▸ Required action: How many lines of the records hold the string "stderr"? Reply with the number alone.
Segment Start: Source data
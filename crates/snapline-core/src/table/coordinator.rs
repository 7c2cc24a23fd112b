//! Commit coordinator.
//!
//! Drives one table's commits end to end:
//!
//! 1. Commit the transaction (conflict detection, CAS publish, retries)
//! 2. Journal the outcome
//! 3. Optionally run a retention pass
//! 4. Propagate the resulting metadata to the external catalog
//! 5. Record metrics
//!
//! A failed catalog update never undoes the storage commit. The snapshot
//! stays pending in the journal and [`CommitCoordinator::resume_pending_syncs`]
//! picks it up later.

use super::storage::TableStore;
use super::transaction::{CommitOptions, CommitOutcome, CommitTransaction};
use crate::catalog::{CatalogSynchronizer, DatasetState, RetryPolicy, SyncOutcome, SyncReport};
use crate::config::Config;
use crate::maintenance::{RetentionManager, RetentionResult};
use crate::metrics::CommitMetrics;
use crate::model::{CommitKind, Snapshot, TableMetadata};
use crate::txlog::{PendingSync, TransactionEntry, TransactionLog};
use crate::{CatalogError, Error, Result};
use chrono::Utc;
use std::sync::atomic::{AtomicU64, Ordering};
use std::sync::Arc;
use std::time::Instant;
use tracing::{debug, info, warn};

/// Counters kept by a coordinator.
#[derive(Debug, Default)]
pub struct CoordinatorStats {
    /// Snapshots published
    pub commits_published: AtomicU64,
    /// Commits whose change set was already applied
    pub commits_skipped: AtomicU64,
    /// Commits that failed
    pub commits_failed: AtomicU64,
    /// Lost metadata swaps
    pub cas_conflicts: AtomicU64,
    /// Catalog synchronizations that gave up
    pub sync_failures: AtomicU64,
    /// Pending catalog updates resumed from the journal
    pub syncs_resumed: AtomicU64,
}

impl CoordinatorStats {
    /// Fraction of finished commits that did not fail.
    pub fn success_rate(&self) -> f64 {
        let ok = self.commits_published.load(Ordering::Relaxed)
            + self.commits_skipped.load(Ordering::Relaxed);
        let failed = self.commits_failed.load(Ordering::Relaxed);
        if ok + failed == 0 {
            1.0
        } else {
            ok as f64 / (ok + failed) as f64
        }
    }
}

/// Everything that happened during a coordinated commit.
#[derive(Debug)]
pub struct CommitReport {
    /// Result of the storage-level commit
    pub outcome: CommitOutcome,
    /// Metadata version swapped in, when a snapshot was published
    pub metadata_version: Option<u64>,
    /// Catalog update, when a catalog is configured and the update succeeded
    pub sync: Option<SyncReport>,
    /// Catalog update failure; the snapshot stays published
    pub sync_error: Option<Error>,
    /// Journal append failure after the publish
    pub journal_error: Option<Error>,
    /// Post-commit retention pass, when enabled
    pub retention: Option<RetentionResult>,
}

impl CommitReport {
    fn new(outcome: CommitOutcome) -> Self {
        Self {
            outcome,
            metadata_version: None,
            sync: None,
            sync_error: None,
            journal_error: None,
            retention: None,
        }
    }

    /// The published snapshot id, if any.
    pub fn snapshot_id(&self) -> Option<i64> {
        self.outcome.snapshot().map(|s| s.snapshot_id)
    }

    /// Whether the catalog is known to reflect this commit.
    pub fn is_synced(&self) -> bool {
        self.sync_error.is_none()
    }
}

/// Commits to one table and mirrors the results into a catalog.
pub struct CommitCoordinator {
    store: TableStore,
    config: Config,
    dataset: String,
    synchronizer: Option<CatalogSynchronizer>,
    txlog: Option<Arc<TransactionLog>>,
    metrics: Arc<CommitMetrics>,
    stats: CoordinatorStats,
}
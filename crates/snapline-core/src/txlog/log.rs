//! Append-only commit journal.

use super::entries::TransactionEntry;
use super::recovery::RecoveryState;
use crate::config::TransactionLogConfig;
use crate::{Error, Result, TransactionLogError};
use chrono::Utc;
use parking_lot::Mutex;
use std::fs::{self, File, OpenOptions};
use std::io::{BufRead, BufReader, BufWriter, Write};
use std::path::{Path, PathBuf};
use std::sync::atomic::{AtomicU64, Ordering};
use tracing::{debug, info, warn};
use uuid::Uuid;

const LOG_PREFIX: &str = "journal-";
const LOG_EXTENSION: &str = "jsonl";

/// Append-only JSON-lines journal with checkpointing and rotation.
///
/// Files are named so that lexical order is creation order. A checkpoint is
/// written as the first entry of a freshly rotated file and carries every
/// unconfirmed catalog update, so older files can be removed without losing
/// recovery state.
pub struct TransactionLog {
    config: TransactionLogConfig,
    current_file: Mutex<BufWriter<File>>,
    current_path: Mutex<PathBuf>,
    entries_since_checkpoint: AtomicU64,
    state: Mutex<RecoveryState>,
}

impl TransactionLog {
    /// Open the journal directory and start a new journal file.
    ///
    /// Existing files are replayed so checkpoints keep tracking updates
    /// recorded before the restart.
    pub fn open(config: TransactionLogConfig) -> Result<Self> {
        fs::create_dir_all(&config.log_dir).map_err(|e| {
            write_failed(format!("Failed to create log directory: {}", e))
        })?;

        let mut state = RecoveryState::default();
        for entry in read_entries(&config.log_dir)? {
            state.apply(entry);
        }

        let log_path = new_log_path(&config.log_dir);
        let file = open_append(&log_path)?;

        info!(
            path = %log_path.display(),
            replayed = state.entries_processed,
            pending_syncs = state.pending_syncs.len(),
            "Transaction log opened"
        );

        Ok(Self {
            config,
            current_file: Mutex::new(BufWriter::new(file)),
            current_path: Mutex::new(log_path),
            entries_since_checkpoint: AtomicU64::new(0),
            state: Mutex::new(state),
        })
    }

    /// Append an entry to the journal.
    pub fn append(&self, entry: TransactionEntry) -> Result<()> {
        let json = serde_json::to_string(&entry)?;

        {
            let mut file = self.current_file.lock();
            writeln!(file, "{}", json)
                .map_err(|e| write_failed(e.to_string()))?;
            file.flush().map_err(|e| write_failed(e.to_string()))?;
        }

        self.state.lock().apply(entry);

        let count = self.entries_since_checkpoint.fetch_add(1, Ordering::SeqCst) + 1;
        if count >= self.config.checkpoint_interval_entries as u64 {
            self.create_checkpoint()?;
        }

        Ok(())
    }

    /// Rotate, then record the tracked state as the first entry of the new
    /// file.
    fn create_checkpoint(&self) -> Result<()> {
        let checkpoint_id = Uuid::new_v4().to_string();
        let entries_count = self.entries_since_checkpoint.load(Ordering::SeqCst);

        self.rotate_log_file()?;

        let checkpoint_entry = {
            let state = self.state.lock();
            TransactionEntry::Checkpoint {
                checkpoint_id: checkpoint_id.clone(),
                last_snapshot_id: state.last_snapshot_id,
                pending_syncs: state.pending_syncs.values().cloned().collect(),
                entries_since_last: entries_count,
                timestamp: Utc::now(),
            }
        };

        let json = serde_json::to_string(&checkpoint_entry)?;
        {
            let mut file = self.current_file.lock();
            writeln!(file, "{}", json).map_err(|e| {
                Error::TransactionLog(TransactionLogError::CheckpointFailed(e.to_string()))
            })?;
            file.flush().map_err(|e| {
                Error::TransactionLog(TransactionLogError::CheckpointFailed(e.to_string()))
            })?;
        }

        self.entries_since_checkpoint.store(0, Ordering::SeqCst);
        self.cleanup_old_files()?;

        info!(
            checkpoint_id = %checkpoint_id,
            entries = entries_count,
            "Transaction log checkpoint created"
        );

        Ok(())
    }

    fn rotate_log_file(&self) -> Result<()> {
        let new_path = new_log_path(&self.config.log_dir);
        let new_file = open_append(&new_path)?;

        let mut current_file = self.current_file.lock();
        let mut current_path = self.current_path.lock();

        current_file
            .flush()
            .map_err(|e| write_failed(format!("Failed to flush before rotation: {}", e)))?;
        current_file
            .get_ref()
            .sync_all()
            .map_err(|e| write_failed(format!("Failed to fsync before rotation: {}", e)))?;

        let old_path = std::mem::replace(&mut *current_path, new_path);
        *current_file = BufWriter::new(new_file);

        debug!(old_path = %old_path.display(), "Transaction log rotated to new file");
        Ok(())
    }

    fn cleanup_old_files(&self) -> Result<()> {
        let mut log_files = list_log_files(&self.config.log_dir)?;
        let current_path = self.current_path.lock().clone();
        let keep = self.config.max_log_files.max(1);

        while log_files.len() > keep {
            let path = log_files.remove(0);
            if path == current_path {
                break;
            }
            match fs::remove_file(&path) {
                Ok(()) => debug!(path = %path.display(), "Removed old transaction log file"),
                Err(e) => {
                    warn!(path = %path.display(), error = %e, "Failed to remove old log file")
                }
            }
        }

        Ok(())
    }

    /// Read all entries from all journal files, oldest first.
    pub fn read_all_entries(&self) -> Result<Vec<TransactionEntry>> {
        self.current_file
            .lock()
            .flush()
            .map_err(|e| write_failed(e.to_string()))?;
        let entries = read_entries(&self.config.log_dir)?;
        debug!(entries = entries.len(), "Read transaction log entries");
        Ok(entries)
    }

    /// Snapshot of the tracked state.
    pub fn state(&self) -> RecoveryState {
        self.state.lock().clone()
    }

    /// Get the path to the current log file.
    pub fn current_path(&self) -> PathBuf {
        self.current_path.lock().clone()
    }

    /// Get the number of entries since last checkpoint.
    pub fn entries_since_checkpoint(&self) -> u64 {
        self.entries_since_checkpoint.load(Ordering::SeqCst)
    }

    /// Force a checkpoint immediately.
    pub fn force_checkpoint(&self) -> Result<()> {
        if self.entries_since_checkpoint() == 0 {
            debug!("No entries to checkpoint, skipping");
            return Ok(());
        }
        self.create_checkpoint()
    }

    /// Sync all pending writes to disk.
    pub fn sync(&self) -> Result<()> {
        let mut file = self.current_file.lock();
        file.flush()
            .map_err(|e| write_failed(format!("Failed to flush: {}", e)))?;
        file.get_ref()
            .sync_all()
            .map_err(|e| write_failed(format!("Failed to sync: {}", e)))?;
        Ok(())
    }
}

fn write_failed(message: String) -> Error {
    Error::TransactionLog(TransactionLogError::WriteFailed(message))
}

fn new_log_path(dir: &Path) -> PathBuf {
    let nanos = Utc::now().timestamp_nanos_opt().unwrap_or_default();
    let suffix = Uuid::new_v4().simple().to_string();
    dir.join(format!(
        "{LOG_PREFIX}{nanos:020}-{}.{LOG_EXTENSION}",
        &suffix[..8]
    ))
}

fn open_append(path: &Path) -> Result<File> {
    OpenOptions::new()
        .create(true)
        .append(true)
        .open(path)
        .map_err(|e| write_failed(format!("Failed to open log file: {}", e)))
}

fn list_log_files(dir: &Path) -> Result<Vec<PathBuf>> {
    let mut files: Vec<PathBuf> = fs::read_dir(dir)
        .map_err(|e| {
            Error::TransactionLog(TransactionLogError::RecoveryFailed(format!(
                "Failed to read log directory: {}",
                e
            )))
        })?
        .filter_map(|e| e.ok())
        .map(|e| e.path())
        .filter(|p| {
            p.extension().map(|ext| ext == LOG_EXTENSION).unwrap_or(false)
                && p.file_name()
                    .and_then(|n| n.to_str())
                    .map(|n| n.starts_with(LOG_PREFIX))
                    .unwrap_or(false)
        })
        .collect();
    files.sort();
    Ok(files)
}

fn read_entries(dir: &Path) -> Result<Vec<TransactionEntry>> {
    let mut entries = Vec::new();

    for path in list_log_files(dir)? {
        let file = File::open(&path).map_err(|e| {
            Error::TransactionLog(TransactionLogError::RecoveryFailed(format!(
                "Failed to open log file {}: {}",
                path.display(),
                e
            )))
        })?;

        for (line_num, line) in BufReader::new(file).lines().enumerate() {
            let line = line.map_err(|e| {
                Error::TransactionLog(TransactionLogError::Corrupted {
                    line: line_num as u64 + 1,
                    message: e.to_string(),
                })
            })?;
            if line.trim().is_empty() {
                continue;
            }
            let entry: TransactionEntry = serde_json::from_str(&line).map_err(|e| {
                Error::TransactionLog(TransactionLogError::Corrupted {
                    line: line_num as u64 + 1,
                    message: format!("JSON parse error in {}: {}", path.display(), e),
                })
            })?;
            entries.push(entry);
        }
    }

    Ok(entries)
}

#[cfg(test)]
mod tests {
    use super::*;
    use crate::model::CommitKind;
    use tempfile::TempDir;

    fn create_test_config(checkpoint_interval_entries: usize) -> (TransactionLogConfig, TempDir) {
        let temp_dir = TempDir::new().unwrap();
        let config = TransactionLogConfig {
            enabled: true,
            log_dir: temp_dir.path().to_path_buf(),
            checkpoint_interval_entries,
            max_log_files: 2,
        };
        (config, temp_dir)
    }

    fn published(snapshot_id: i64) -> TransactionEntry {
        TransactionEntry::CommitPublished {
            dataset: "events".into(),
            table_location: "memory://events".into(),
            snapshot_id,
            parent_snapshot_id: None,
            kind: CommitKind::IncrementalRefresh,
            metadata_version: snapshot_id as u64 + 1,
            added_files: 1,
            deleted_files: 0,
            timestamp: Utc::now(),
        }
    }

    #[test]
    fn test_transaction_log_append() {
        let (config, _temp_dir) = create_test_config(100);
        let log = TransactionLog::open(config).unwrap();

        log.append(published(1)).unwrap();

        let entries = log.read_all_entries().unwrap();
        assert_eq!(entries.len(), 1);
        assert!(entries[0].is_commit_published());
        assert_eq!(log.state().pending_syncs.len(), 1);
    }

    #[test]
    fn test_checkpoint_rotates_and_keeps_pending_state() {
        let (config, temp_dir) = create_test_config(3);
        let log = TransactionLog::open(config.clone()).unwrap();

        for id in 1..=7 {
            log.append(published(id)).unwrap();
        }

        let files = list_log_files(temp_dir.path()).unwrap();
        assert!(files.len() <= 2);

        // The oldest files are gone, yet the latest pending update survives
        // through the checkpoint.
        drop(log);
        let reopened = TransactionLog::open(config).unwrap();
        let state = reopened.state();
        assert_eq!(state.last_snapshot_id, Some(7));
        assert_eq!(state.pending_syncs["events"].snapshot_id, 7);
    }

    #[test]
    fn test_force_checkpoint() {
        let (config, _temp_dir) = create_test_config(1000);
        let log = TransactionLog::open(config).unwrap();

        log.force_checkpoint().unwrap();
        assert!(log.read_all_entries().unwrap().is_empty());

        log.append(published(3)).unwrap();
        log.force_checkpoint().unwrap();
        assert_eq!(log.entries_since_checkpoint(), 0);

        let entries = log.read_all_entries().unwrap();
        assert!(entries.last().unwrap().is_checkpoint());
        log.sync().unwrap();
    }

    #[test]
    fn test_corrupted_line_is_reported() {
        let (config, temp_dir) = create_test_config(1000);
        fs::write(
            temp_dir.path().join("journal-00000000000000000001-aaaaaaaa.jsonl"),
            "{not json}\n",
        )
        .unwrap();

        let err = TransactionLog::open(config).err().unwrap();
        assert!(matches!(
            err,
            Error::TransactionLog(TransactionLogError::Corrupted { line: 1, .. })
        ));
    }
}
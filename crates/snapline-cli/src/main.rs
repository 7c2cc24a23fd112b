//! Snapline CLI - transactional snapshot commits for versioned tables.

use anyhow::Result;
use clap::{Parser, Subcommand};
use snapline_core::config::LogFormat;
use snapline_core::{Config, ErrorKind};
use std::path::PathBuf;
use tracing_subscriber::{fmt, prelude::*, EnvFilter};

/// Exit codes for CLI operations.
///
/// Following Unix conventions:
/// - 0: Success
/// - 1-127: Application errors
#[repr(i32)]
#[derive(Debug, Clone, Copy, PartialEq, Eq)]
pub enum ExitCode {
    /// Successful execution
    Success = 0,
    /// Configuration error (invalid config file, missing required fields)
    ConfigError = 1,
    /// Lost a race with another writer; retry from a fresh base
    ConcurrentModification = 2,
    /// The request is invalid and must change
    ValidationError = 3,
    /// The requested change has no defined semantics
    UnsupportedOperation = 4,
    /// Storage, I/O or journal failure
    InfrastructureError = 5,
    /// General runtime error
    RuntimeError = 10,
}

impl ExitCode {
    /// Map an error onto an exit code through its [`ErrorKind`].
    fn from_error(error: &anyhow::Error) -> Self {
        if let Some(e) = error.downcast_ref::<snapline_core::Error>() {
            return match e {
                snapline_core::Error::Config(_) => ExitCode::ConfigError,
                _ => match e.kind() {
                    ErrorKind::ConcurrentModification => ExitCode::ConcurrentModification,
                    ErrorKind::Validation => ExitCode::ValidationError,
                    ErrorKind::UnsupportedOperation => ExitCode::UnsupportedOperation,
                    ErrorKind::Infrastructure => ExitCode::InfrastructureError,
                },
            };
        }
        if error.downcast_ref::<toml::de::Error>().is_some() {
            return ExitCode::ConfigError;
        }
        ExitCode::RuntimeError
    }
}

mod commands;

#[derive(Parser)]
#[command(name = "snapline")]
#[command(about = "Transactional snapshot commits for versioned tables", long_about = None)]
#[command(version)]
struct Cli {
    #[command(subcommand)]
    command: Commands,

    /// Path to configuration file
    #[arg(short, long, global = true)]
    config: Option<PathBuf>,

    /// Table location; overrides the configuration file
    #[arg(short, long, global = true)]
    location: Option<String>,

    /// Enable verbose logging (-v for debug, -vv for trace)
    #[arg(short, long, global = true, action = clap::ArgAction::Count)]
    verbose: u8,
}

#[derive(Subcommand)]
enum Commands {
    /// Create a table from a schema JSON file
    Init {
        /// Schema JSON file
        #[arg(long)]
        schema: PathBuf,

        /// Table property, repeatable (key=value)
        #[arg(long = "property", value_parser = parse_property)]
        properties: Vec<(String, String)>,
    },

    /// Apply a JSON change-set file
    Commit {
        /// Change-set JSON file
        changes: PathBuf,
    },

    /// Show snapshot history
    History {
        /// Print JSON instead of a table
        #[arg(long)]
        json: bool,
    },

    /// Expire old snapshots
    ExpireSnapshots {
        /// Show what would expire without changing the table
        #[arg(long)]
        dry_run: bool,
    },

    /// Delete unreferenced files
    CleanOrphans {
        /// Only files older than this are deleted (milliseconds)
        #[arg(long)]
        older_than_ms: Option<u64>,

        /// List orphans without deleting them
        #[arg(long)]
        dry_run: bool,
    },

    /// Validate the configuration and, when it exists, the table
    Validate,
}

fn parse_property(s: &str) -> std::result::Result<(String, String), String> {
    let (key, value) = s
        .split_once('=')
        .ok_or_else(|| format!("expected key=value, got {s:?}"))?;
    Ok((key.trim().to_string(), value.trim().to_string()))
}

#[tokio::main]
async fn main() {
    let exit_code = run_cli().await;
    std::process::exit(exit_code as i32);
}

/// Main CLI execution logic with proper error handling.
async fn run_cli() -> ExitCode {
    let cli = Cli::parse();

    let config = match load_config(&cli.config, cli.location.as_deref()) {
        Ok(config) => config,
        Err(e) => {
            eprintln!("Error: {e:#}");
            return ExitCode::ConfigError;
        }
    };

    // Initialize logging
    let filter = if std::env::var("RUST_LOG").is_ok() {
        EnvFilter::from_default_env()
    } else {
        match cli.verbose {
            0 => EnvFilter::new(config.monitoring.log_level.as_str()),
            1 => EnvFilter::new("debug"),
            _ => EnvFilter::new("trace"),
        }
    };

    match config.monitoring.log_format {
        LogFormat::Json => {
            tracing_subscriber::registry()
                .with(fmt::layer().json().with_writer(std::io::stderr))
                .with(filter)
                .init();
        }
        LogFormat::Text => {
            tracing_subscriber::registry()
                .with(fmt::layer().with_writer(std::io::stderr))
                .with(filter)
                .init();
        }
    }

    match execute_command(cli.command, config).await {
        Ok(()) => ExitCode::Success,
        Err(e) => {
            tracing::error!(error = %e, "Command failed");
            eprintln!("Error: {e:#}");
            ExitCode::from_error(&e)
        }
    }
}

/// Execute the CLI command.
async fn execute_command(command: Commands, config: Config) -> Result<()> {
    match command {
        Commands::Init { schema, properties } => {
            commands::table::init(config, &schema, properties.into_iter().collect()).await?;
        }

        Commands::Commit { changes } => {
            commands::table::commit(config, &changes).await?;
        }

        Commands::History { json } => {
            commands::table::history(config, json).await?;
        }

        Commands::ExpireSnapshots { dry_run } => {
            commands::maintenance::expire_snapshots(config, dry_run).await?;
        }

        Commands::CleanOrphans {
            older_than_ms,
            dry_run,
        } => {
            commands::maintenance::clean_orphans(config, older_than_ms, dry_run).await?;
        }

        Commands::Validate => {
            commands::table::validate(config).await?;
        }
    }

    Ok(())
}

/// Load the configuration file, or build one from `--location` alone.
fn load_config(path: &Option<PathBuf>, location: Option<&str>) -> Result<Config> {
    let default_path = PathBuf::from("snapline.toml");
    let path = match path {
        Some(path) => Some(path.clone()),
        None if default_path.exists() => Some(default_path),
        None => None,
    };

    let mut config = match (path, location) {
        (Some(path), _) => Config::from_file(&path)?,
        (None, Some(location)) => Config::for_location(location),
        (None, None) => anyhow::bail!(
            "no configuration: pass --config, --location or create snapline.toml"
        ),
    };
    if let Some(location) = location {
        config.table.location = location.to_string();
    }
    Ok(config)
}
Segment End: Source data
▸ Response below: 2